_GOAL OF THE EXERCISE_
Scan the data for "JsValue" and copy the lines it appears in.
*** Opening ENTRIES PROVIDED ***
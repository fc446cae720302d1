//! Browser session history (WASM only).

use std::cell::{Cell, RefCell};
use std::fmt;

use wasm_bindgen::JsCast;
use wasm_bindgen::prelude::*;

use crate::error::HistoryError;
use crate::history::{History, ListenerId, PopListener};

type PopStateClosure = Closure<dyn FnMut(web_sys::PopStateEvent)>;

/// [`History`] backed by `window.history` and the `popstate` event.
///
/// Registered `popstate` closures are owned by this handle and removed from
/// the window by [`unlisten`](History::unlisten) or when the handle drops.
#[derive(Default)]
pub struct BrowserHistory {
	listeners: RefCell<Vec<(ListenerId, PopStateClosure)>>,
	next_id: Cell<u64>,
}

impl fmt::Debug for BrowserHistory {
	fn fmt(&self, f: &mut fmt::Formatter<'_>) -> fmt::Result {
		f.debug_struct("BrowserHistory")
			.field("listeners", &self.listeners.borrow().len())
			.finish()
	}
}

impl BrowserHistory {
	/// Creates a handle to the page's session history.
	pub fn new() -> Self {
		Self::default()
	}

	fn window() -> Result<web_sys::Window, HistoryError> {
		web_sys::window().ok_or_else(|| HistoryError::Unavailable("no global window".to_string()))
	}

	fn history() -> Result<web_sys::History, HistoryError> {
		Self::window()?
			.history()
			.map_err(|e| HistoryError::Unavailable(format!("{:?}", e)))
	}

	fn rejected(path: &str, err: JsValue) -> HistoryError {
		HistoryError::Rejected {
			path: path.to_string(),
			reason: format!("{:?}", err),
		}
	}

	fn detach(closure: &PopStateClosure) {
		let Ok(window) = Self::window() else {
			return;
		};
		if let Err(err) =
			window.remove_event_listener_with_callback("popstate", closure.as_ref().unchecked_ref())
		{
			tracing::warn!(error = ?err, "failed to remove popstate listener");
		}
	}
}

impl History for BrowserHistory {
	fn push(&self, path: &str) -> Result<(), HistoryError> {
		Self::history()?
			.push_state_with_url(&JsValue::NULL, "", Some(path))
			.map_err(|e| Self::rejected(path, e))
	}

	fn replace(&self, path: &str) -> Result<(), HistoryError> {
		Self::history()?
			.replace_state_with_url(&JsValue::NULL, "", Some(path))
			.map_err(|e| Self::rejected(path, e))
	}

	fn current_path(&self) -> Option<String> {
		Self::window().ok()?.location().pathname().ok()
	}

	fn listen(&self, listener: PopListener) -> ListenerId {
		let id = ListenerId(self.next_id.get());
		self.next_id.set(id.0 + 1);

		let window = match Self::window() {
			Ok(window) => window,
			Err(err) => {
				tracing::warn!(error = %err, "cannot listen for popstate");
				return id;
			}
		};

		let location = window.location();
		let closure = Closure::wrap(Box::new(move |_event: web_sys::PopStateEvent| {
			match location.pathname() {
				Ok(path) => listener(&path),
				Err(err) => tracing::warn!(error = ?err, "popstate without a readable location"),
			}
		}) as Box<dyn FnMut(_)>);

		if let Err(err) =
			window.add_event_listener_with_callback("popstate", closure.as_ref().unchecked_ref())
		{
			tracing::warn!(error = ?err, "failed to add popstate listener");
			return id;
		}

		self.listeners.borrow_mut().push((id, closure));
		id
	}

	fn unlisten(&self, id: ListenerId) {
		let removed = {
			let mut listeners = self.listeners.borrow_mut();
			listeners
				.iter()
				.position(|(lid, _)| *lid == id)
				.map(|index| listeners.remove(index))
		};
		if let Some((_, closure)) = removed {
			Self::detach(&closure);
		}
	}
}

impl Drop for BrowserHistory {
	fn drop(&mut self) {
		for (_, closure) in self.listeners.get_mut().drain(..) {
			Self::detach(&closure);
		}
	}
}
*** Closing ENTRIES PROVIDED ***
*** Opening ENTRIES PROVIDED ***
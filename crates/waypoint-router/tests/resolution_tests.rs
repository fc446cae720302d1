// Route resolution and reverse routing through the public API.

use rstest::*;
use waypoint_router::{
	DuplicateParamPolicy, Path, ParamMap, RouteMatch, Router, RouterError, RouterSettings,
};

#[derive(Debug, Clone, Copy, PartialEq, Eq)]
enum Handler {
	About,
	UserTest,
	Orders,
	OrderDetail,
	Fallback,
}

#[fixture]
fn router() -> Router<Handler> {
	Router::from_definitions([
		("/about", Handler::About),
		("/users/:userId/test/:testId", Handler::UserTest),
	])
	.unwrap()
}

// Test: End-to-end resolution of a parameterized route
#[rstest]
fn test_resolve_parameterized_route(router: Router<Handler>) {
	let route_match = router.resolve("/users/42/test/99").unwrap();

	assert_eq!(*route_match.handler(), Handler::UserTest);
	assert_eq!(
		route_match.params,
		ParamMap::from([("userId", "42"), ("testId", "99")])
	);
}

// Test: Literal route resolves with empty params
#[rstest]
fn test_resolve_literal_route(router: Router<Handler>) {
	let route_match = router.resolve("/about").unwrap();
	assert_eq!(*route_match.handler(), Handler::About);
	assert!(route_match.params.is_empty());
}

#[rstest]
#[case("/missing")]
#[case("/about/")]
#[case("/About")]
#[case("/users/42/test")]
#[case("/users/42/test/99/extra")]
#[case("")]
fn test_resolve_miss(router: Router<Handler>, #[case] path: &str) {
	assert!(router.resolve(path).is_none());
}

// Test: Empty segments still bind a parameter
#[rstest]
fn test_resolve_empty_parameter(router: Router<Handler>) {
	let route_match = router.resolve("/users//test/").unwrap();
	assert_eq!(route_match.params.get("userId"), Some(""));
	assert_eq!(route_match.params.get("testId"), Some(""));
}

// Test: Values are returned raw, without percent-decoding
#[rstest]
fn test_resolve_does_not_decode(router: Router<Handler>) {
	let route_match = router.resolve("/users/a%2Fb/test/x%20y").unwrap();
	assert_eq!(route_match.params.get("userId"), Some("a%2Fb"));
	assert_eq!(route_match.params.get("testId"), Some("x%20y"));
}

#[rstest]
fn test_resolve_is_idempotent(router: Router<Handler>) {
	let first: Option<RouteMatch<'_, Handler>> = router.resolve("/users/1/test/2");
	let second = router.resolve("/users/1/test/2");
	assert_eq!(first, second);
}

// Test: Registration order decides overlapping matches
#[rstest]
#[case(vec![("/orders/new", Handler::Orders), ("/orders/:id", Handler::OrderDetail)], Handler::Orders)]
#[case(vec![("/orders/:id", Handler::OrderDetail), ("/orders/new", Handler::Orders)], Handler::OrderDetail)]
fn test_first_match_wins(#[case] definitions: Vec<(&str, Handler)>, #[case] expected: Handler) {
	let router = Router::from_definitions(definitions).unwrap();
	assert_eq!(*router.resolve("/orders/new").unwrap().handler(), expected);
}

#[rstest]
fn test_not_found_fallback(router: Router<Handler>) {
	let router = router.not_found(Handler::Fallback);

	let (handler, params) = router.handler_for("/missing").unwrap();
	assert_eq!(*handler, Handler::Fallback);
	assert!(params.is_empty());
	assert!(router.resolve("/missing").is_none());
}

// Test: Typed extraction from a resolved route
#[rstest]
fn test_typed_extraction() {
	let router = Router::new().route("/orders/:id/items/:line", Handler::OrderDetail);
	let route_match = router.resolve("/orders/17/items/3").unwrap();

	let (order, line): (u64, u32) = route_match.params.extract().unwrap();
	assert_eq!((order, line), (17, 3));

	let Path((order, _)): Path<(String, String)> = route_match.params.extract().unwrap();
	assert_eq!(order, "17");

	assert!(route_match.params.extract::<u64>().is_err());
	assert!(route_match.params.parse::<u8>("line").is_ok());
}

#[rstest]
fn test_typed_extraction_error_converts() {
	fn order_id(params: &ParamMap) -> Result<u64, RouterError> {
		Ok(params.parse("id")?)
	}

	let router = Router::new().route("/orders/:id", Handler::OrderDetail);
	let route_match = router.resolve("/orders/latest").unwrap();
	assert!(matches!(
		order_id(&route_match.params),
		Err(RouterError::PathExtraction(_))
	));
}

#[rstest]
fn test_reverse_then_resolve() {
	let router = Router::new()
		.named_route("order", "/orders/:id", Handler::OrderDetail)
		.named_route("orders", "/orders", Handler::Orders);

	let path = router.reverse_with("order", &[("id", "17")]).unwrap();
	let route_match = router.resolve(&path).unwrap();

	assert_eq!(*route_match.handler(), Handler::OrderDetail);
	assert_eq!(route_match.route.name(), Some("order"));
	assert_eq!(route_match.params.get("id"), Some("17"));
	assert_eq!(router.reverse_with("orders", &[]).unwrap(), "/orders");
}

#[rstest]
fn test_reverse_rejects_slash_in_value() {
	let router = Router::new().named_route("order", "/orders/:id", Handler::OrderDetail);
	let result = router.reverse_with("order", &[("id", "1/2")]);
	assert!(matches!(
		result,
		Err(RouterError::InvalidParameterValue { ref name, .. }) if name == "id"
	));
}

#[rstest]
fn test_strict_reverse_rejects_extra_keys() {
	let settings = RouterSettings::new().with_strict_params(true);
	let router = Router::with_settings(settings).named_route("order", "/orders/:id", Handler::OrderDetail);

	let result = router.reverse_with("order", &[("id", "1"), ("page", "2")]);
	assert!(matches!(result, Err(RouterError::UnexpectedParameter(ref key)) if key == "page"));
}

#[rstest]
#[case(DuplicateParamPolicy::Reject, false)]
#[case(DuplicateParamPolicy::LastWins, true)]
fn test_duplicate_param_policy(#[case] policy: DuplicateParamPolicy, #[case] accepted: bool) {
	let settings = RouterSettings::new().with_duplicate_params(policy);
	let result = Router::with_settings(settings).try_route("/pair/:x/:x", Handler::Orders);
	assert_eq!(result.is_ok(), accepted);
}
*** Closing ENTRIES PROVIDED ***
_RESPONSE TO THIS EXERCISE_
	fn rejected(path: &str, err: JsValue) -> HistoryError {
			.push_state_with_url(&JsValue::NULL, "", Some(path))
			.replace_state_with_url(&JsValue::NULL, "", Some(path))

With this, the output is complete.